His-SelS and His-SelS[K150, 152R] plasmids were changed from Sec188 to Cys. His-SelK and His-SelK[K47, 48R] plasmids were changed from Sec92 to Cys, and were constructed as described previously [21]. Flag-PPARγ was constructed as described above. These plasmids were used as templates for constructing the lentiviral vector (pLenti-EGFP-neo; Clontech, Takara Bio, CA, USA). The GFP expression region in pLenti-EGFP-neo vector was replaced to His-SelSs or His-SelKs or Flag-PPARγ using XbaI and SalI sites. The primers for these lentiviral plasmids were as follows (forward and reverse, respectively): His-SelSs (His-SelS, His-SelS[K150, 152R]), 5′-GCT CTA GAG ATG GGG GGT TCT CAT CAT CAT CAT CAT CAT GG-3′ and 5′-GC GTC GAC TTA GCC GCA TCC GCC AGA TGA CGG GCC TCT GCG-3′; His-SelKs (His-SelK, His-SelK[K47, 48R]), 5′-GCT CTA GAG ATG GGG GGT TCT CAT CAT CAT CAT CAT CAT GG-3′ and 5′-GC GTC GAC TTA CCT TCC GCA TCC ACC AGC CAT TGG AGG GGG-3′; Flag- PPARγ, 5′-GCT CTA GAG ATG GAT TAC AAG GAT GAC GAC GAT AAG G-3′ and 5′-GC GTC GAC CTA ATA CAA GTC CTT GTA GAT CTC CTG G-3′. The PCR products were cloned into the XbaI and SalI sites of pLenti-EGFP-neo. These plasmids were designated pLenti-His-SelS, pLenti-His-SelS[K150,152R], pLenti-His-SelK, pLenti-His-SelK[K47,48R], and pLenti-Flag-PPARγ, respectively. The cloned-pLenti-viral vectors or pLenti-EGFP-neo were transfected into HEK293T cells with pCMV-VSV-G and Δ8.9 (Clontech) using Lipofectamine 2000 transfection reagent (Invitrogen). The viruses were harvested every 24 h from 24 to 72 h post-transfection with cell culture medium. The viruses in the culture supernatants were precipitated overnight with 10% poly(ethylene glycol) 8000 (Sigma-Aldrich) and 0.4 M NaCl and then centrifuged at 10,000×g for 10 min [61]. The 3T3-L1 cells were transduced with these lentiviruses in DMEM-containing 10% fetal calf serum (Gibco, Invitrogen) and 8 μg/mL of polybrene (Sigma-Aldrich) for 24 h, and then the cells were differentiated for indicated days.

Animal tissues

Liver tissues of wild-type and ob/ob mice were kindly provided by Dr. Seung-Hoi Koo (Korea University). The liver tissues were lysed, and then subjected to immunoblot analysis [21].

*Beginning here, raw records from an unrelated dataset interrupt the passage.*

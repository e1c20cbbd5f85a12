// SPDX-License-Identifier: MIT OR Apache-2.0
// Copyright (c) 2025 Ian Philip Eglin
//! DSA-SDP: one synchronous round of the slope-dependent distributed
//! stochastic algorithm.
//!
//! Every free agent starts from a random reachable task and then decides, once,
//! whether to keep it or move to the task where it would help finish earliest.

use super::Strategy;
use super::engine::Engine;
use super::metrics::VALUE_SIZE;
use super::temporal::{TemporalCheck, completion_time};
use crate::error::Result;
use crate::solver_debug;
use rand::{Rng, SeedableRng};
use rand_chacha::ChaCha8Rng;
use serde::{Deserialize, Serialize};
use std::collections::BTreeMap;

/// Acceptance parameters of the slope-dependent rule
#[derive(Debug, Clone, Serialize, Deserialize)]
#[serde(default)]
pub struct DsaConfig {
    pub p_a: f32,
    pub p_b: f32,
    pub p_c: f32,
    pub p_d: f32,
}

impl Default for DsaConfig {
    fn default() -> Self {
        Self {
            p_a: 0.6,
            p_b: 0.15,
            p_c: 0.4,
            p_d: 0.8,
        }
    }
}

/// A free agent and the tasks it can reach, with arrival ticks
#[derive(Debug, Clone)]
struct Variable {
    agent: usize,
    domain: Vec<(usize, i32)>,
}

impl Variable {
    fn arrival(&self, task: usize) -> Option<i32> {
        self.domain.iter().find(|(t, _)| *t == task).map(|(_, a)| *a)
    }
}

#[derive(Debug, Clone)]
pub struct DsaSdp {
    config: DsaConfig,
    rng: ChaCha8Rng,
}

impl DsaSdp {
    pub fn new(config: DsaConfig, seed: u64) -> Self {
        Self {
            config,
            rng: ChaCha8Rng::seed_from_u64(seed),
        }
    }

    fn draw(&mut self, probability: f32) -> bool {
        self.rng.random_range(0..=100) as f32 <= probability * 100.0
    }

    /// Completion of `task` by its committed agents plus `joining`
    fn evaluate(engine: &Engine, task: usize, joining: &[(usize, i32)]) -> TemporalCheck {
        let mut members = engine.committed_members(task);
        members.extend_from_slice(joining);
        completion_time(engine.problem(), task, engine.residual(task), &members)
    }

    /// Agents other than `except` whose current choice is `task`, plus `extra`
    fn sharing(
        variables: &[Variable],
        choices: &[usize],
        task: usize,
        except: usize,
        extra: Option<(usize, i32)>,
    ) -> Vec<(usize, i32)> {
        let mut coalition: Vec<(usize, i32)> = variables
            .iter()
            .zip(choices)
            .enumerate()
            .filter(|(j, (_, choice))| *j != except && **choice == task)
            .filter_map(|(_, (v, _))| v.arrival(task).map(|arrival| (v.agent, arrival)))
            .collect();
        coalition.extend(extra);
        coalition
    }

    /// Keep or change the choice of variable `i`. Returns the final task and the
    /// number of constraint checks spent.
    fn update_or_confirm(
        &mut self,
        engine: &Engine,
        variables: &[Variable],
        choices: &[usize],
        i: usize,
    ) -> (usize, u64) {
        let variable = &variables[i];
        let current_task = choices[i];
        let own = |task: usize| variable.arrival(task).map(|arrival| (variable.agent, arrival));

        let current = Self::evaluate(
            engine,
            current_task,
            &Self::sharing(variables, choices, current_task, i, own(current_task)),
        );
        let mut checks = current.checks;

        let mut best: Option<(usize, f64)> = None;
        for &(task, _) in &variable.domain {
            if task == current_task {
                continue;
            }
            let check = Self::evaluate(
                engine,
                task,
                &Self::sharing(variables, choices, task, i, own(task)),
            );
            checks += check.checks;
            if best.is_none_or(|(_, cost)| check.cost() < cost) {
                best = Some((task, check.cost()));
            }
        }

        let Some((best_task, new_cost)) = best else {
            return (current_task, checks);
        };
        if new_cost.is_infinite() {
            return (current_task, checks);
        }
        let current_cost = current.cost();
        if current_cost.is_infinite() {
            return (best_task, checks);
        }

        let p_cost = if current_cost > 0.0 {
            ((current_cost - new_cost).abs() / current_cost) as f32
        } else {
            0.0
        };
        let p = self.config.p_a + self.config.p_b.min(p_cost);
        let q = self.config.p_c.max(self.config.p_d - p_cost);

        let cond_a = self.draw(p);
        let cond_b = p_cost <= 1.0 && self.draw(q);
        if cond_a || cond_b {
            (best_task, checks)
        } else {
            (current_task, checks)
        }
    }
}

impl Strategy for DsaSdp {
    fn name(&self) -> &'static str {
        "DSA-SDP"
    }

    fn decide(&mut self, engine: &mut Engine) -> Result<()> {
        let mut variables = Vec::new();
        for agent in engine.free_agents() {
            let domain = engine.free_agent_domain(agent)?;
            if domain.is_empty() {
                continue;
            }
            for &(task, _) in &domain {
                engine.mark_feasible(agent, task);
            }
            variables.push(Variable { agent, domain });
        }
        if variables.is_empty() {
            engine.clear_feasible();
            return Ok(());
        }

        let initial: Vec<usize> = variables
            .iter()
            .map(|v| v.domain[self.rng.random_range(0..v.domain.len())].0)
            .collect();

        let n = variables.len() as u64;
        let messages = n * (n - 1);
        engine.metrics_mut().add_messages(messages, messages * VALUE_SIZE);

        // agents decide in parallel against the initial choices
        let mut choices = Vec::with_capacity(variables.len());
        let mut round_checks = 0;
        for i in 0..variables.len() {
            let (task, checks) = self.update_or_confirm(engine, &variables, &initial, i);
            choices.push(task);
            round_checks = round_checks.max(checks);
        }
        engine.metrics_mut().add_ncccs(round_checks);

        let mut coalitions: BTreeMap<usize, Vec<(usize, i32)>> = BTreeMap::new();
        for (variable, task) in variables.iter().zip(&choices) {
            if let Some(arrival) = variable.arrival(*task) {
                coalitions
                    .entry(*task)
                    .or_default()
                    .push((variable.agent, arrival));
            }
        }
        engine.clear_feasible();
        for (task, coalition) in coalitions {
            solver_debug!(
                "DSA-SDP allocating {} to {} agents",
                engine.problem().task_id(task),
                coalition.len()
            );
            engine.allocate(task, &coalition);
        }
        Ok(())
    }
}

#[cfg(test)]
mod tests {
    use super::*;
    use crate::model::{AgentId, CoalitionValues, Demand, Location, Problem, TaskId};
    use crate::solver::{AgentStatus, Solver};

    fn two_tasks() -> Problem {
        Problem::new(
            vec![AgentId(0), AgentId(1), AgentId(2)],
            vec![TaskId(0), TaskId(1)],
            vec![
                Location::euclidean(0, 0),
                Location::euclidean(1, 0),
                Location::euclidean(2, 0),
            ],
            vec![Location::euclidean(0, 4), Location::euclidean(4, 4)],
            vec![Demand::new(20, 8), Demand::new(25, 8)],
            CoalitionValues::constant(2.0, 3),
        )
        .unwrap()
    }

    #[test]
    fn test_every_free_agent_is_allocated() {
        let mut engine = Engine::new(two_tasks());
        let mut dsa = DsaSdp::new(DsaConfig::default(), 7);
        dsa.decide(&mut engine).unwrap();

        for agent in 0..3 {
            assert_eq!(engine.agent_status(agent), AgentStatus::Reaching);
        }
        assert_eq!(engine.metrics().messages_sent, 6);
        assert_eq!(engine.metrics().network_load_bytes, 48);
        assert!(engine.metrics().ncccs > 0);
        assert!(engine.is_consistent());
    }

    #[test]
    fn test_same_seed_same_results() {
        let config = DsaConfig::default();
        let first = Solver::new(two_tasks(), DsaSdp::new(config.clone(), 3))
            .run()
            .unwrap();
        let second = Solver::new(two_tasks(), DsaSdp::new(config, 3))
            .run()
            .unwrap();
        assert_eq!(first, second);
        assert_eq!(first.completed_tasks, 2);
    }

    #[test]
    fn test_single_agent_sends_no_messages() {
        let problem = Problem::new(
            vec![AgentId(0)],
            vec![TaskId(0)],
            vec![Location::euclidean(0, 0)],
            vec![Location::euclidean(0, 2)],
            vec![Demand::new(10, 2)],
            CoalitionValues::constant(1.0, 1),
        )
        .unwrap();
        let results = Solver::new(problem, DsaSdp::new(DsaConfig::default(), 0))
            .run()
            .unwrap();
        assert_eq!(results.messages_sent, 0);
        assert_eq!(results.completed_task_percentage, 100.0);
    }
}
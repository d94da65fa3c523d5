//! GATT server, advertising and connection handling.
//!
//! One service with a single notify-only characteristic carrying the PM2.5
//! payload (8-byte little-endian `f64`). The central never writes to the
//! device.
//!
//! - Service UUID: 6E400001-B5A3-F393-E0A9-E50E24DCCA9E
//! - TX characteristic: 6E400003-... (notify)

use log::{info, warn};
use pmbridge_core::measurement::PAYLOAD_LEN;
use pmbridge_core::scheduler::Notifier;
use trouble_host::prelude::*;

/// Max number of connections
pub const CONNECTIONS_MAX: usize = 1;
/// Max number of L2CAP channels.
pub const L2CAP_CHANNELS_MAX: usize = 2; // Signal + att (as required by GATT)

#[gatt_server]
pub struct Server {
    pub bridge: BridgeService,
}

#[gatt_service(uuid = "6e400001-b5a3-f393-e0a9-e50e24dcca9e")]
pub struct BridgeService {
    /// Latest PM2.5 concentration, ug/m3
    #[characteristic(uuid = "6e400003-b5a3-f393-e0a9-e50e24dcca9e", notify, value = [0u8; 8])]
    pub tx: [u8; PAYLOAD_LEN],
}

/// Advertise until a central connects, then attach the GATT server.
pub async fn advertise<'values, 'server, C: Controller>(
    name: &'values str,
    peripheral: &mut Peripheral<'values, C, DefaultPacketPool>,
    server: &'server Server<'values>,
) -> Result<GattConnection<'values, 'server, DefaultPacketPool>, BleHostError<C::Error>> {
    let mut adv_data = [0; 31];
    let adv_len = AdStructure::encode_slice(
        &[
            AdStructure::Flags(LE_GENERAL_DISCOVERABLE | BR_EDR_NOT_SUPPORTED),
            AdStructure::CompleteLocalName(name.as_bytes()),
        ],
        &mut adv_data[..],
    )?;

    let advertiser = peripheral
        .advertise(
            &Default::default(),
            Advertisement::ConnectableScannableUndirected {
                adv_data: &adv_data[..adv_len],
                scan_data: &[],
            },
        )
        .await?;
    info!("[adv] advertising as {}", name);
    let conn = advertiser.accept().await?.with_attribute_server(server)?;
    info!("[adv] connection established");
    Ok(conn)
}

/// Service GATT traffic until the central disconnects.
pub async fn gatt_events_task<P: PacketPool>(conn: &GattConnection<'_, '_, P>) {
    let reason = loop {
        match conn.next().await {
            GattConnectionEvent::Disconnected { reason } => break reason,
            GattConnectionEvent::Gatt { event } => {
                match event.accept() {
                    Ok(reply) => reply.send().await,
                    Err(e) => warn!("[gatt] response error: {:?}", e),
                };
            }
            _ => {}
        }
    };
    info!("[gatt] disconnected: {:?}", reason);
}

/// Pushes scheduler payloads to one connected central.
pub struct GattNotifier<'a, 'values, 'server> {
    server: &'server Server<'values>,
    conn: &'a GattConnection<'values, 'server, DefaultPacketPool>,
}

impl<'a, 'values, 'server> GattNotifier<'a, 'values, 'server> {
    pub fn new(
        server: &'server Server<'values>,
        conn: &'a GattConnection<'values, 'server, DefaultPacketPool>,
    ) -> Self {
        Self { server, conn }
    }
}

impl Notifier for GattNotifier<'_, '_, '_> {
    type Error = trouble_host::Error;

    async fn notify(&mut self, payload: &[u8; PAYLOAD_LEN]) -> Result<(), Self::Error> {
        self.server.bridge.tx.set(self.server, payload)?;
        self.server.bridge.tx.notify(self.conn, payload).await
    }
}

Online gastric cancer tissue database and data retrieval

Overall survival of gastric cancer patients was analyzed using the online mRNA expression database developed by Gyorffy B (http://kmplot.com) [54]. The data were retrieved from the gene expression omnibus (GEO). The two patient cohorts were compared by a Kaplan–Meier survival plot, and the hazard ratio with 95% confidence intervals and log rank p value were calculated. p-Values <0.05 were considered significant.

Data analysis and statistics

All data in this study are represented as the means and standard deviations of the control value. Statistical comparisons from at least three independent experiments were determined using Student’s t-tests. p-Values <0.05 were considered significant.